- **Description of the task**
Below are some records; return each one exactly.

Collected data
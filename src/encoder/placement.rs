use crate::encoder::function_patterns::FunctionPatterns;
use crate::models::BitMatrix;

/// Place interleaved codewords into the data modules of the matrix.
///
/// Follows the canonical traversal: column pairs from the right edge to the
/// left (skipping the timing column), alternating upward and downward,
/// visiting the right cell of each pair first and skipping function modules.
/// Any modules left over once all bits are placed stay light; those are the
/// remainder bits of the version.
pub fn place_codewords(matrix: &mut BitMatrix, func: &FunctionPatterns, codewords: &[u8]) {
    let size = matrix.width() as i32;
    let total_bits = codewords.len() * 8;
    let mut i = 0usize;

    let mut right = size - 1;
    while right >= 1 {
        if right == 6 {
            right = 5;
        }
        let upward = ((right + 1) & 2) == 0;
        for vert in 0..size {
            let y = if upward { size - 1 - vert } else { vert };
            for j in 0..2 {
                let x = right - j;
                if func.is_function(x as usize, y as usize) || i >= total_bits {
                    continue;
                }
                let bit = (codewords[i >> 3] >> (7 - (i & 7))) & 1 == 1;
                matrix.set(x as usize, y as usize, bit);
                i += 1;
            }
        }
        right -= 2;
    }
    debug_assert_eq!(i, total_bits);
}

#[cfg(test)]
mod tests {
    use super::*;
    use crate::encoder::tables::num_raw_data_modules;
    use crate::models::Version;

    #[test]
    fn test_placement_fills_every_data_module() {
        let version = Version::new(2);
        let mut matrix = BitMatrix::new(version.size(), version.size());
        let func = FunctionPatterns::stamp(&mut matrix, version).unwrap();

        // All-ones codewords must turn every data module dark except the
        // remainder modules.
        let codewords = vec![0xFFu8; num_raw_data_modules(version) / 8];
        place_codewords(&mut matrix, &func, &codewords);

        let mut dark_data = 0usize;
        for y in 0..version.size() {
            for x in 0..version.size() {
                if !func.is_function(x, y) && matrix.get(x, y) {
                    dark_data += 1;
                }
            }
        }
        assert_eq!(dark_data, num_raw_data_modules(version) / 8 * 8);
    }

    #[test]
    fn test_first_codeword_lands_in_bottom_right() {
        let version = Version::new(1);
        let mut matrix = BitMatrix::new(21, 21);
        let func = FunctionPatterns::stamp(&mut matrix, version).unwrap();

        let mut codewords = vec![0u8; num_raw_data_modules(version) / 8];
        codewords[0] = 0b1000_0000;
        place_codewords(&mut matrix, &func, &codewords);

        // The traversal starts at the bottom-right corner moving upward.
        assert!(matrix.get(20, 20));
        assert!(!matrix.get(19, 20));
        assert!(!matrix.get(20, 19));
    }
}
//! Checkup socket: the supervisor probes, the service acknowledges.

use std::os::unix::net::UnixStream;
use std::path::{Path, PathBuf};
use std::sync::atomic::{AtomicBool, AtomicU64, Ordering};
use std::sync::Arc;
use std::thread::JoinHandle;

use crossbeam_channel::Sender;
use serde::{Deserialize, Serialize};
use tracing::{debug, warn};

use crate::control::{bind_listener, spawn_acceptor};
use crate::errors::{Result, VigilError};
use crate::wire::{read_message, spawn_reader, write_message};

/// One heartbeat frame. `{"probe": 3}` out, `{"ack": 3}` back.
#[derive(Debug, Clone, Copy, PartialEq, Eq, Serialize, Deserialize)]
#[serde(rename_all = "lowercase")]
pub enum CheckupFrame {
    Probe(u64),
    Ack(u64),
}

/// Events raised by a [`CheckupServer`], delivered into the owner's inbox.
#[derive(Debug)]
pub enum CheckupEvent {
    Connected(CheckupLink),
    Frame { link: u64, frame: Result<CheckupFrame> },
    Disconnected { link: u64 },
}

/// Write half of one accepted checkup connection.
#[derive(Debug)]
pub struct CheckupLink {
    id: u64,
    stream: UnixStream,
}

impl CheckupLink {
    pub fn id(&self) -> u64 {
        self.id
    }

    pub fn send_probe(&mut self, seq: u64) -> Result<()> {
        write_message(&mut self.stream, &CheckupFrame::Probe(seq))
    }

    pub fn close(&self) {
        let _ = self.stream.shutdown(std::net::Shutdown::Both);
    }
}

/// Listening side of the checkup channel.
///
/// Each accepted connection gets a link id. The write half is handed to the
/// owner as [`CheckupEvent::Connected`]; a reader thread forwards the read
/// half's frames.
pub struct CheckupServer {
    path: PathBuf,
    shutdown: Arc<AtomicBool>,
    acceptor: Option<JoinHandle<()>>,
}

impl CheckupServer {
    pub fn bind<M>(path: &Path, tx: Sender<M>) -> Result<Self>
    where
        M: From<CheckupEvent> + Send + 'static,
    {
        let listener = bind_listener(path)?;
        let shutdown = Arc::new(AtomicBool::new(false));
        let next_link = AtomicU64::new(1);

        let acceptor = spawn_acceptor("checkup-acceptor", listener, Arc::clone(&shutdown), move |stream| {
            let id = next_link.fetch_add(1, Ordering::Relaxed);
            let writer = match stream.try_clone() {
                Ok(writer) => writer,
                Err(e) => {
                    warn!(error = %e, "failed to clone checkup stream");
                    return;
                }
            };

            debug!(link = id, "checkup link connected");
            if tx
                .send(M::from(CheckupEvent::Connected(CheckupLink { id, stream: writer })))
                .is_err()
            {
                return;
            }

            let spawned = spawn_reader(
                "checkup-reader",
                stream,
                tx.clone(),
                move |frame| M::from(CheckupEvent::Frame { link: id, frame }),
                Some(M::from(CheckupEvent::Disconnected { link: id })),
            );
            if let Err(e) = spawned {
                warn!(error = %e, "failed to start checkup reader");
            }
        })
        .map_err(|e| VigilError::io(path, e))?;

        Ok(Self {
            path: path.to_path_buf(),
            shutdown,
            acceptor: Some(acceptor),
        })
    }

    pub fn close(&mut self) {
        self.shutdown.store(true, Ordering::Relaxed);
        if let Some(handle) = self.acceptor.take() {
            let _ = handle.join();
        }
        let _ = std::fs::remove_file(&self.path);
    }
}

impl Drop for CheckupServer {
    fn drop(&mut self) {
        self.close();
    }
}

/// Service side of the checkup channel: answers every probe with its ack.
pub struct CheckupResponder {
    stream: UnixStream,
}

impl CheckupResponder {
    pub fn connect(path: &Path) -> Result<Self> {
        let stream = UnixStream::connect(path).map_err(|e| VigilError::io(path, e))?;
        Ok(Self { stream })
    }

    /// Read one probe and acknowledge it. Returns the sequence answered.
    pub fn answer_one(&mut self) -> Result<u64> {
        match read_message::<CheckupFrame, _>(&mut self.stream)? {
            CheckupFrame::Probe(seq) => {
                self.ack(seq)?;
                Ok(seq)
            }
            CheckupFrame::Ack(seq) => Err(VigilError::Protocol {
                context: "checkup responder",
                details: format!("received ack {seq} where a probe was expected"),
            }),
        }
    }

    /// Acknowledge probe `seq`.
    pub fn ack(&mut self, seq: u64) -> Result<()> {
        write_message(&mut self.stream, &CheckupFrame::Ack(seq))
    }

    /// Forward incoming frames into `tx` from a reader thread, leaving this
    /// handle free to write acks.
    pub fn forward<M, F>(&self, tx: Sender<M>, wrap: F, on_close: Option<M>) -> Result<JoinHandle<()>>
    where
        M: Send + 'static,
        F: Fn(Result<CheckupFrame>) -> M + Send + 'static,
    {
        let reader = self.stream.try_clone().map_err(|source| VigilError::Transport {
            context: "clone checkup stream",
            source,
        })?;
        spawn_reader("checkup-responder", reader, tx, wrap, on_close).map_err(|source| {
            VigilError::Transport {
                context: "spawn checkup reader",
                source,
            }
        })
    }

    pub fn close(&self) {
        let _ = self.stream.shutdown(std::net::Shutdown::Both);
    }
}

- **Solution to the problem**
filename src/encoder/placement.rs
use crate::encoder::function_patterns::FunctionPatterns;
use crate::models::BitMatrix;

/// Place interleaved codewords into the data modules of the matrix.
///
/// Follows the canonical traversal: column pairs from the right edge to the
/// left (skipping the timing column), alternating upward and downward,
/// visiting the right cell of each pair first and skipping function modules.
/// Any modules left over once all bits are placed stay light; those are the
/// remainder bits of the version.
pub fn place_codewords(matrix: &mut BitMatrix, func: &FunctionPatterns, codewords: &[u8]) {
    let size = matrix.width() as i32;
    let total_bits = codewords.len() * 8;
    let mut i = 0usize;

    let mut right = size - 1;
    while right >= 1 {
        if right == 6 {
            right = 5;
        }
        let upward = ((right + 1) & 2) == 0;
        for vert in 0..size {
            let y = if upward { size - 1 - vert } else { vert };
            for j in 0..2 {
                let x = right - j;
                if func.is_function(x as usize, y as usize) || i >= total_bits {
                    continue;
                }
                let bit = (codewords[i >> 3] >> (7 - (i & 7))) & 1 == 1;
                matrix.set(x as usize, y as usize, bit);
                i += 1;
            }
        }
        right -= 2;
    }
    debug_assert_eq!(i, total_bits);
}

#[cfg(test)]
mod tests {
    use super::*;
    use crate::encoder::tables::num_raw_data_modules;
    use crate::models::Version;

    #[test]
    fn test_placement_fills_every_data_module() {
        let version = Version::new(2);
        let mut matrix = BitMatrix::new(version.size(), version.size());
        let func = FunctionPatterns::stamp(&mut matrix, version).unwrap();

        // All-ones codewords must turn every data module dark except the
        // remainder modules.
        let codewords = vec![0xFFu8; num_raw_data_modules(version) / 8];
        place_codewords(&mut matrix, &func, &codewords);

        let mut dark_data = 0usize;
        for y in 0..version.size() {
            for x in 0..version.size() {
                if !func.is_function(x, y) && matrix.get(x, y) {
                    dark_data += 1;
                }
            }
        }
        assert_eq!(dark_data, num_raw_data_modules(version) / 8 * 8);
    }

    #[test]
    fn test_first_codeword_lands_in_bottom_right() {
        let version = Version::new(1);
        let mut matrix = BitMatrix::new(21, 21);
        let func = FunctionPatterns::stamp(&mut matrix, version).unwrap();

        let mut codewords = vec![0u8; num_raw_data_modules(version) / 8];
        codewords[0] = 0b1000_0000;
        place_codewords(&mut matrix, &func, &codewords);

        // The traversal starts at the bottom-right corner moving upward.
        assert!(matrix.get(20, 20));
        assert!(!matrix.get(19, 20));
        assert!(!matrix.get(20, 19));
    }
}
//! Checkup socket: the supervisor probes, the service acknowledges.

use std::os::unix::net::UnixStream;
use std::path::{Path, PathBuf};
use std::sync::atomic::{AtomicBool, AtomicU64, Ordering};
use std::sync::Arc;
use std::thread::JoinHandle;

use crossbeam_channel::Sender;
use serde::{Deserialize, Serialize};
use tracing::{debug, warn};

use crate::control::{bind_listener, spawn_acceptor};
use crate::errors::{Result, VigilError};
use crate::wire::{read_message, spawn_reader, write_message};

/// One heartbeat frame. `{"probe": 3}` out, `{"ack": 3}` back.
#[derive(Debug, Clone, Copy, PartialEq, Eq, Serialize, Deserialize)]
#[serde(rename_all = "lowercase")]
pub enum CheckupFrame {
    Probe(u64),
    Ack(u64),
}

/// Events raised by a [`CheckupServer`], delivered into the owner's inbox.
#[derive(Debug)]
pub enum CheckupEvent {
    Connected(CheckupLink),
    Frame { link: u64, frame: Result<CheckupFrame> },
    Disconnected { link: u64 },
}

/// Write half of one accepted checkup connection.
#[derive(Debug)]
pub struct CheckupLink {
    id: u64,
    stream: UnixStream,
}

impl CheckupLink {
    pub fn id(&self) -> u64 {
        self.id
    }

    pub fn send_probe(&mut self, seq: u64) -> Result<()> {
        write_message(&mut self.stream, &CheckupFrame::Probe(seq))
    }

    pub fn close(&self) {
        let _ = self.stream.shutdown(std::net::Shutdown::Both);
    }
}

/// Listening side of the checkup channel.
///
/// Each accepted connection gets a link id. The write half is handed to the
/// owner as [`CheckupEvent::Connected`]; a reader thread forwards the read
/// half's frames.
pub struct CheckupServer {
    path: PathBuf,
    shutdown: Arc<AtomicBool>,
    acceptor: Option<JoinHandle<()>>,
}

impl CheckupServer {
    pub fn bind<M>(path: &Path, tx: Sender<M>) -> Result<Self>
    where
        M: From<CheckupEvent> + Send + 'static,
    {
        let listener = bind_listener(path)?;
        let shutdown = Arc::new(AtomicBool::new(false));
        let next_link = AtomicU64::new(1);

        let acceptor = spawn_acceptor("checkup-acceptor", listener, Arc::clone(&shutdown), move |stream| {
            let id = next_link.fetch_add(1, Ordering::Relaxed);
            let writer = match stream.try_clone() {
                Ok(writer) => writer,
                Err(e) => {
                    warn!(error = %e, "failed to clone checkup stream");
                    return;
                }
            };

            debug!(link = id, "checkup link connected");
            if tx
                .send(M::from(CheckupEvent::Connected(CheckupLink { id, stream: writer })))
                .is_err()
            {
                return;
            }

            let spawned = spawn_reader(
                "checkup-reader",
                stream,
                tx.clone(),
                move |frame| M::from(CheckupEvent::Frame { link: id, frame }),
                Some(M::from(CheckupEvent::Disconnected { link: id })),
            );
            if let Err(e) = spawned {
                warn!(error = %e, "failed to start checkup reader");
            }
        })
        .map_err(|e| VigilError::io(path, e))?;

        Ok(Self {
            path: path.to_path_buf(),
            shutdown,
            acceptor: Some(acceptor),
        })
    }

    pub fn close(&mut self) {
        self.shutdown.store(true, Ordering::Relaxed);
        if let Some(handle) = self.acceptor.take() {
            let _ = handle.join();
        }
        let _ = std::fs::remove_file(&self.path);
    }
}

impl Drop for CheckupServer {
    fn drop(&mut self) {
        self.close();
    }
}

/// Service side of the checkup channel: answers every probe with its ack.
pub struct CheckupResponder {
    stream: UnixStream,
}

impl CheckupResponder {
    pub fn connect(path: &Path) -> Result<Self> {
        let stream = UnixStream::connect(path).map_err(|e| VigilError::io(path, e))?;
        Ok(Self { stream })
    }

    /// Read one probe and acknowledge it. Returns the sequence answered.
    pub fn answer_one(&mut self) -> Result<u64> {
        match read_message::<CheckupFrame, _>(&mut self.stream)? {
            CheckupFrame::Probe(seq) => {
                self.ack(seq)?;
                Ok(seq)
            }
            CheckupFrame::Ack(seq) => Err(VigilError::Protocol {
                context: "checkup responder",
                details: format!("received ack {seq} where a probe was expected"),
            }),
        }
    }

    /// Acknowledge probe `seq`.
    pub fn ack(&mut self, seq: u64) -> Result<()> {
        write_message(&mut self.stream, &CheckupFrame::Ack(seq))
    }

    /// Forward incoming frames into `tx` from a reader thread, leaving this
    /// handle free to write acks.
    pub fn forward<M, F>(&self, tx: Sender<M>, wrap: F, on_close: Option<M>) -> Result<JoinHandle<()>>
    where
        M: Send + 'static,
        F: Fn(Result<CheckupFrame>) -> M + Send + 'static,
    {
        let reader = self.stream.try_clone().map_err(|source| VigilError::Transport {
            context: "clone checkup stream",
            source,
        })?;
        spawn_reader("checkup-responder", reader, tx, wrap, on_close).map_err(|source| {
            VigilError::Transport {
                context: "spawn checkup reader",
                source,
            }
        })
    }

    pub fn close(&self) {
        let _ = self.stream.shutdown(std::net::Shutdown::Both);
    }
}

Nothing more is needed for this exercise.